--- Work item ---
Look through the data below, and copy each line that carries the word "RegionDetailView".

--- Exercise input ---
::::
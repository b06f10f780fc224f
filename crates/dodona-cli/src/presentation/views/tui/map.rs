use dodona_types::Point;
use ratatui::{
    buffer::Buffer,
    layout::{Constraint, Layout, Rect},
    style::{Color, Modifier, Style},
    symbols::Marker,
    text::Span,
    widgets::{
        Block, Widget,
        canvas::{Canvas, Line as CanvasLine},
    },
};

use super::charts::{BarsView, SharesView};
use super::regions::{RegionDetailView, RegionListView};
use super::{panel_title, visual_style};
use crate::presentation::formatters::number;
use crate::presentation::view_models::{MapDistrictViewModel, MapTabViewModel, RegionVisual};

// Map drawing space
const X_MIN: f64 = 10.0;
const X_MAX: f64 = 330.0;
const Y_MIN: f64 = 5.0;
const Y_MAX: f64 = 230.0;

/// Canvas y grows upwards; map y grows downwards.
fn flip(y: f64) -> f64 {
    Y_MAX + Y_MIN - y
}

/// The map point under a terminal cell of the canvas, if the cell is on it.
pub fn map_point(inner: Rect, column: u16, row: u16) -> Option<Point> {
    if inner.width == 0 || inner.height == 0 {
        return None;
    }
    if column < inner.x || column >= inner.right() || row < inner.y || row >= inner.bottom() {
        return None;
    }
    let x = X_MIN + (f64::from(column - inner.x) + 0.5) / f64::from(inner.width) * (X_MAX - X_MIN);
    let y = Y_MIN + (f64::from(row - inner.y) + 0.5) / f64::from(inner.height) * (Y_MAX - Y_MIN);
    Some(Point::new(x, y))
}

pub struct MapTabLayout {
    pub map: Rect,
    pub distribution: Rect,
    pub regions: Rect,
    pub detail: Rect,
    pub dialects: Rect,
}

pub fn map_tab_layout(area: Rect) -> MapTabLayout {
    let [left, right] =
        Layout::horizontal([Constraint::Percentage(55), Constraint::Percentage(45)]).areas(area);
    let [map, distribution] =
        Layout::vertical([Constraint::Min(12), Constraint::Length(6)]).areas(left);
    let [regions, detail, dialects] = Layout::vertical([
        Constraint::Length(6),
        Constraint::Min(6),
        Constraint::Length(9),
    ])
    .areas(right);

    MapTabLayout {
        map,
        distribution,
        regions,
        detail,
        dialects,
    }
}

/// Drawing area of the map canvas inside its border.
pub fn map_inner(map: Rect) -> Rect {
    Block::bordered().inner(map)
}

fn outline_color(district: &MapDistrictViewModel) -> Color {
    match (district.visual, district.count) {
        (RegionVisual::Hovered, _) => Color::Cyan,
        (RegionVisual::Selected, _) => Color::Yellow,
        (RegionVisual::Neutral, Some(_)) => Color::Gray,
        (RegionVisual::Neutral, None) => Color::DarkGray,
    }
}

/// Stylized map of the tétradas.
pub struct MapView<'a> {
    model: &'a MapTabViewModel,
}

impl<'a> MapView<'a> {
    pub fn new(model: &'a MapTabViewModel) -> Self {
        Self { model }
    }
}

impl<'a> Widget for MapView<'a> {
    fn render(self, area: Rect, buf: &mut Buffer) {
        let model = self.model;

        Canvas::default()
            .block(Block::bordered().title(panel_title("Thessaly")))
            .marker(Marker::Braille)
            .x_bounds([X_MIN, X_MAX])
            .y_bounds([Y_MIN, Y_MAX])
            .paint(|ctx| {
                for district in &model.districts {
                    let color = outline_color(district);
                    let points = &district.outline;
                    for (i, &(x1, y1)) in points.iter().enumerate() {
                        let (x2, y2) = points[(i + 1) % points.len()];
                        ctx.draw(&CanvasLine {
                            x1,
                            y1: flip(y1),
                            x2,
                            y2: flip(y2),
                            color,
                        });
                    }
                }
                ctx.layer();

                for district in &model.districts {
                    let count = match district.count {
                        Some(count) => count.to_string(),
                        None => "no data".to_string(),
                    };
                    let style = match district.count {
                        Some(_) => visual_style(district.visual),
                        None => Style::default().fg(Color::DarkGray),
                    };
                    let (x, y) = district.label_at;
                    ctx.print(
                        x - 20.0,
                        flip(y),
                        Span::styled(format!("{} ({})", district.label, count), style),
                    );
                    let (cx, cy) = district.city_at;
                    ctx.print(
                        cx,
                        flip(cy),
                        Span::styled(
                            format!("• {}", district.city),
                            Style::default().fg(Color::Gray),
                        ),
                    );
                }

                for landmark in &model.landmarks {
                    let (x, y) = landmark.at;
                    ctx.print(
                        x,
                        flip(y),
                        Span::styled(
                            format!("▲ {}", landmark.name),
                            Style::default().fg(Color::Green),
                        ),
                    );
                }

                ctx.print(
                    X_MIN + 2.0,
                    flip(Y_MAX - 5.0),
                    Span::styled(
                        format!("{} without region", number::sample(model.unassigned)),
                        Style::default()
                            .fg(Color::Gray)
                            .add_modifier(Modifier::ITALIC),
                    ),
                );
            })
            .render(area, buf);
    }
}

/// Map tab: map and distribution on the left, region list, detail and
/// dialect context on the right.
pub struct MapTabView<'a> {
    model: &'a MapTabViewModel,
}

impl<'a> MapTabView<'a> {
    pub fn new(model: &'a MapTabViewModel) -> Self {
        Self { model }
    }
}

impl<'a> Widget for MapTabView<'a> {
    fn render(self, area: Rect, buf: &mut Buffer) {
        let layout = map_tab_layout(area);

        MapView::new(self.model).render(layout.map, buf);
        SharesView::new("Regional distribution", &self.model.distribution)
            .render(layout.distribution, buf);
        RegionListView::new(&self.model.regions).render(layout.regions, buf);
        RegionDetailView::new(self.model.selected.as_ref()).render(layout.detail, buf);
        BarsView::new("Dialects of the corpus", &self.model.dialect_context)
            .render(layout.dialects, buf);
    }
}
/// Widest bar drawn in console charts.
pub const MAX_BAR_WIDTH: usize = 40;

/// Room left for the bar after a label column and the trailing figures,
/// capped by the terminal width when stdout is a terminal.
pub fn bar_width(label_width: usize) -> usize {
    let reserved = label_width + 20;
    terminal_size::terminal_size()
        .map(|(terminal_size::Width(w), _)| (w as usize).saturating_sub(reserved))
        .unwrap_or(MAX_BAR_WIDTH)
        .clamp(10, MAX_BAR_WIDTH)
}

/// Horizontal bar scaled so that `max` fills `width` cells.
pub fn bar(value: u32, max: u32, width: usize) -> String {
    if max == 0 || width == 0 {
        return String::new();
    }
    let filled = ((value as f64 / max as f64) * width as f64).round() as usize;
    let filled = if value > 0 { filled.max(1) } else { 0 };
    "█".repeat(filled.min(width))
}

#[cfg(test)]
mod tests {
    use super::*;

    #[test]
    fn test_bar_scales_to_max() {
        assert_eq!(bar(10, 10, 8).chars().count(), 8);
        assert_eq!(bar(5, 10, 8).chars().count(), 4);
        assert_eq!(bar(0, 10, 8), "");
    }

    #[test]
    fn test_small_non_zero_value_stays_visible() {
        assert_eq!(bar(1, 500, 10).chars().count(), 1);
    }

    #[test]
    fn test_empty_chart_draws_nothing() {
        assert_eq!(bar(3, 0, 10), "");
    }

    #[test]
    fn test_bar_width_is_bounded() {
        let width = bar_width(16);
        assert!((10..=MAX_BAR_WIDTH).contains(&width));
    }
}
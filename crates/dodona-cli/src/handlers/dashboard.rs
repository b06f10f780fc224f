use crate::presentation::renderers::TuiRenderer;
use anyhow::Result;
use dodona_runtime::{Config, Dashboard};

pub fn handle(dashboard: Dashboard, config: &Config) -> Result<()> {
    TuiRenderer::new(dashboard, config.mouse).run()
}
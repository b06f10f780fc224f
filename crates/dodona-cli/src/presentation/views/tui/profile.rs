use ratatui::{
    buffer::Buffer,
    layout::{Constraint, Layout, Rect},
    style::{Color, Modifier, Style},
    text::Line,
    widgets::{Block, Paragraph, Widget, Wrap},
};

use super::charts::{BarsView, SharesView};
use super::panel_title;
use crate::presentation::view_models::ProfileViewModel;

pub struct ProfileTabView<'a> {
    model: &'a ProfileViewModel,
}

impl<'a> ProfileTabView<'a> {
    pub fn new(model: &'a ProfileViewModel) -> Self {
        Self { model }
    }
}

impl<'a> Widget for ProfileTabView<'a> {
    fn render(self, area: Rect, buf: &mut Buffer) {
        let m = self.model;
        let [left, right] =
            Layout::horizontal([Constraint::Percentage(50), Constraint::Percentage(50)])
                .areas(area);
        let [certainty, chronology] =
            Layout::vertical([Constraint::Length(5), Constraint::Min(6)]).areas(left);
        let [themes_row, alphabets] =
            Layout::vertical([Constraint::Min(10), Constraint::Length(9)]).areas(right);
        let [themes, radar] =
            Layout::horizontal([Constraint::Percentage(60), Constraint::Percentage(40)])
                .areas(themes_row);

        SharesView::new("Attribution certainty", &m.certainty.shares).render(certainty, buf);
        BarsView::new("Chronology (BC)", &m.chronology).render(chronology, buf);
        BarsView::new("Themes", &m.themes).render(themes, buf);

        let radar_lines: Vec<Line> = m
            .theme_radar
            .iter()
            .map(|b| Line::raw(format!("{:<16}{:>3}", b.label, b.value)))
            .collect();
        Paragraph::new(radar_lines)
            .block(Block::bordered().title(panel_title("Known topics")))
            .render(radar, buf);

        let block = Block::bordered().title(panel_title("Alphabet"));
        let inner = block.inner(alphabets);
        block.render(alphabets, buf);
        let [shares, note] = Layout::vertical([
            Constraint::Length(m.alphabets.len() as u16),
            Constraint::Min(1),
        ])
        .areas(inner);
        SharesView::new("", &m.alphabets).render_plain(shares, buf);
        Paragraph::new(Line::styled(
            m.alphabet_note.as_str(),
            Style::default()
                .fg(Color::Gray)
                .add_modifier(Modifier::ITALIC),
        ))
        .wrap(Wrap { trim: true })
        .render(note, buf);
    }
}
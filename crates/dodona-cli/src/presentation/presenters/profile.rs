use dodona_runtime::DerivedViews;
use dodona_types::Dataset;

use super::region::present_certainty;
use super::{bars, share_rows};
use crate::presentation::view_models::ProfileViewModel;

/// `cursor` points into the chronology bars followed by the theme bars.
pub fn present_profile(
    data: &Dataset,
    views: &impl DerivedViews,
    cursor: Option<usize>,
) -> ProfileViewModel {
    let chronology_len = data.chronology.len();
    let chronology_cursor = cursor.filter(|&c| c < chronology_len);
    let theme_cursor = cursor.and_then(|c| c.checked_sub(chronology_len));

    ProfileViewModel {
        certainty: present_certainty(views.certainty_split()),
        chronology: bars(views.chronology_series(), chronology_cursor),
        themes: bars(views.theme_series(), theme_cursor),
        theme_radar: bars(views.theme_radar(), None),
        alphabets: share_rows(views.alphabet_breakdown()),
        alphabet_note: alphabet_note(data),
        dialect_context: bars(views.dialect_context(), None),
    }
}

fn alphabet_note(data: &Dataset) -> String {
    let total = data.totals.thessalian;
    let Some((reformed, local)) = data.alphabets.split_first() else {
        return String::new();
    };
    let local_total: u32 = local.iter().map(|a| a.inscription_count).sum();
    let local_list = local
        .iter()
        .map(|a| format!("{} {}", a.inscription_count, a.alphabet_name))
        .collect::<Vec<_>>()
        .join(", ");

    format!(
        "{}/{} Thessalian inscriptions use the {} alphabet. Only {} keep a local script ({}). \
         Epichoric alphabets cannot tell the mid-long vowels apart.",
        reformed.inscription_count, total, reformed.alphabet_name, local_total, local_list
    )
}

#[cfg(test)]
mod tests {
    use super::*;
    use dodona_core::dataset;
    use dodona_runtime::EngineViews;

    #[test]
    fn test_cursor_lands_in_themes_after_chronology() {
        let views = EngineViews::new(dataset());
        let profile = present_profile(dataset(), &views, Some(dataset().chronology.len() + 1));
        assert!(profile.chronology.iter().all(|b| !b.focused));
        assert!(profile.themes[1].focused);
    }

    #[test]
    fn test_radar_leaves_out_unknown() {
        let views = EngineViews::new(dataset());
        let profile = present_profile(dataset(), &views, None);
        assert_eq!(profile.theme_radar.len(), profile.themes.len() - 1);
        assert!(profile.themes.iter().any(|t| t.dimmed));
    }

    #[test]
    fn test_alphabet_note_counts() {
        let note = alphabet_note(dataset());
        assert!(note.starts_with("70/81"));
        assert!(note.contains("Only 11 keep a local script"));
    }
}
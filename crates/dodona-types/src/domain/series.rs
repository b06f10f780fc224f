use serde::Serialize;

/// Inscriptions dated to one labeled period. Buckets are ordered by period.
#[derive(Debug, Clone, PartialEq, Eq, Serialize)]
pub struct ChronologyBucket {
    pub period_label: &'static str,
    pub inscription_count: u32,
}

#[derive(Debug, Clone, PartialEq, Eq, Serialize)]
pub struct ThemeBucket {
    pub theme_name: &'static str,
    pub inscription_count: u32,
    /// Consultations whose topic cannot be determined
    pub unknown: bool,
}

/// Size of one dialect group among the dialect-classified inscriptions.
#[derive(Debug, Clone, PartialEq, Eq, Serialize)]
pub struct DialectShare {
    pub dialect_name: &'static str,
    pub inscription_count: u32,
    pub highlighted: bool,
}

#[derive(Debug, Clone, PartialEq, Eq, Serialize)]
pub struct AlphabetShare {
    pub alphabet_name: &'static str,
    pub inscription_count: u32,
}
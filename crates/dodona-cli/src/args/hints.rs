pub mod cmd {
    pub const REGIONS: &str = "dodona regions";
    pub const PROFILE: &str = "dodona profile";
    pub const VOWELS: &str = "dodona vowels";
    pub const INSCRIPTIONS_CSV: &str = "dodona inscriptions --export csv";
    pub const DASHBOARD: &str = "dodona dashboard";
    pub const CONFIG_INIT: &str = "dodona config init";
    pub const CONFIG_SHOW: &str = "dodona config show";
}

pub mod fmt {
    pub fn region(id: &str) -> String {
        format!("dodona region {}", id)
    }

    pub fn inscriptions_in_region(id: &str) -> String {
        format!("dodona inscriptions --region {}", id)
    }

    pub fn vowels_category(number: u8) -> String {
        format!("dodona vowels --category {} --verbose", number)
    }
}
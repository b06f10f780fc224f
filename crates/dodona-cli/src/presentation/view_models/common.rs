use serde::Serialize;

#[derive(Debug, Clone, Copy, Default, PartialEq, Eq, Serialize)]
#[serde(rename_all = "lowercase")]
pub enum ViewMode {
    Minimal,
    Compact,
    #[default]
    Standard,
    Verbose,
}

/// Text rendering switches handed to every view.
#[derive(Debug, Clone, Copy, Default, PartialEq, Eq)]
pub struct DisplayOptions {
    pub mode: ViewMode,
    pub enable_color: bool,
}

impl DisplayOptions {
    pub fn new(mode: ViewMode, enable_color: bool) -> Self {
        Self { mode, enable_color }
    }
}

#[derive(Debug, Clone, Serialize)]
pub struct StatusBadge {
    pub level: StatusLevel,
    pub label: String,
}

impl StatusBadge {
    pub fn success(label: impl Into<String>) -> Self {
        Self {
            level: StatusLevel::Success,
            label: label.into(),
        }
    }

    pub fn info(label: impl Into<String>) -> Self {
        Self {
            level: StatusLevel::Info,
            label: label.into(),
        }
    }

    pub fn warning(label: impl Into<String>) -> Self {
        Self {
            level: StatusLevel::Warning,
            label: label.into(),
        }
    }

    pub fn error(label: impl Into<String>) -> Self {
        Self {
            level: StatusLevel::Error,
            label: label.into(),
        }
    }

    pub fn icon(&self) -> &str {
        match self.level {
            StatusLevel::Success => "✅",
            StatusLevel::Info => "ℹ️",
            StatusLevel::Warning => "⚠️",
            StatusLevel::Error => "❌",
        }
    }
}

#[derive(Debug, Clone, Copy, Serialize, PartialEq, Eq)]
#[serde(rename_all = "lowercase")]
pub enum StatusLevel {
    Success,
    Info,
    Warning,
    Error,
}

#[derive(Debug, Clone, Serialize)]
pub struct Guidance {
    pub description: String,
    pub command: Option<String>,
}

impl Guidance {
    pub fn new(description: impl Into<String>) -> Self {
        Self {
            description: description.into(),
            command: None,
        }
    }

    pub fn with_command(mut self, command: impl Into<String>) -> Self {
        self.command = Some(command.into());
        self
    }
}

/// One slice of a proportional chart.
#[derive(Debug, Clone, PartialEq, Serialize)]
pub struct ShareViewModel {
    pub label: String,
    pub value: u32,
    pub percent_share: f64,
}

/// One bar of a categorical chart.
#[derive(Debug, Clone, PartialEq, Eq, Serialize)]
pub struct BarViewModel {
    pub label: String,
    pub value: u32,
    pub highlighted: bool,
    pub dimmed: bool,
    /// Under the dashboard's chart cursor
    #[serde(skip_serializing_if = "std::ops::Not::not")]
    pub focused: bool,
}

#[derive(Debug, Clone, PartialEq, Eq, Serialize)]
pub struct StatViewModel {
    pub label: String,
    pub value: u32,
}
::::
--- Expected output ---
use super::regions::{RegionDetailView, RegionListView};
        RegionDetailView::new(self.model.selected.as_ref()).render(layout.detail, buf);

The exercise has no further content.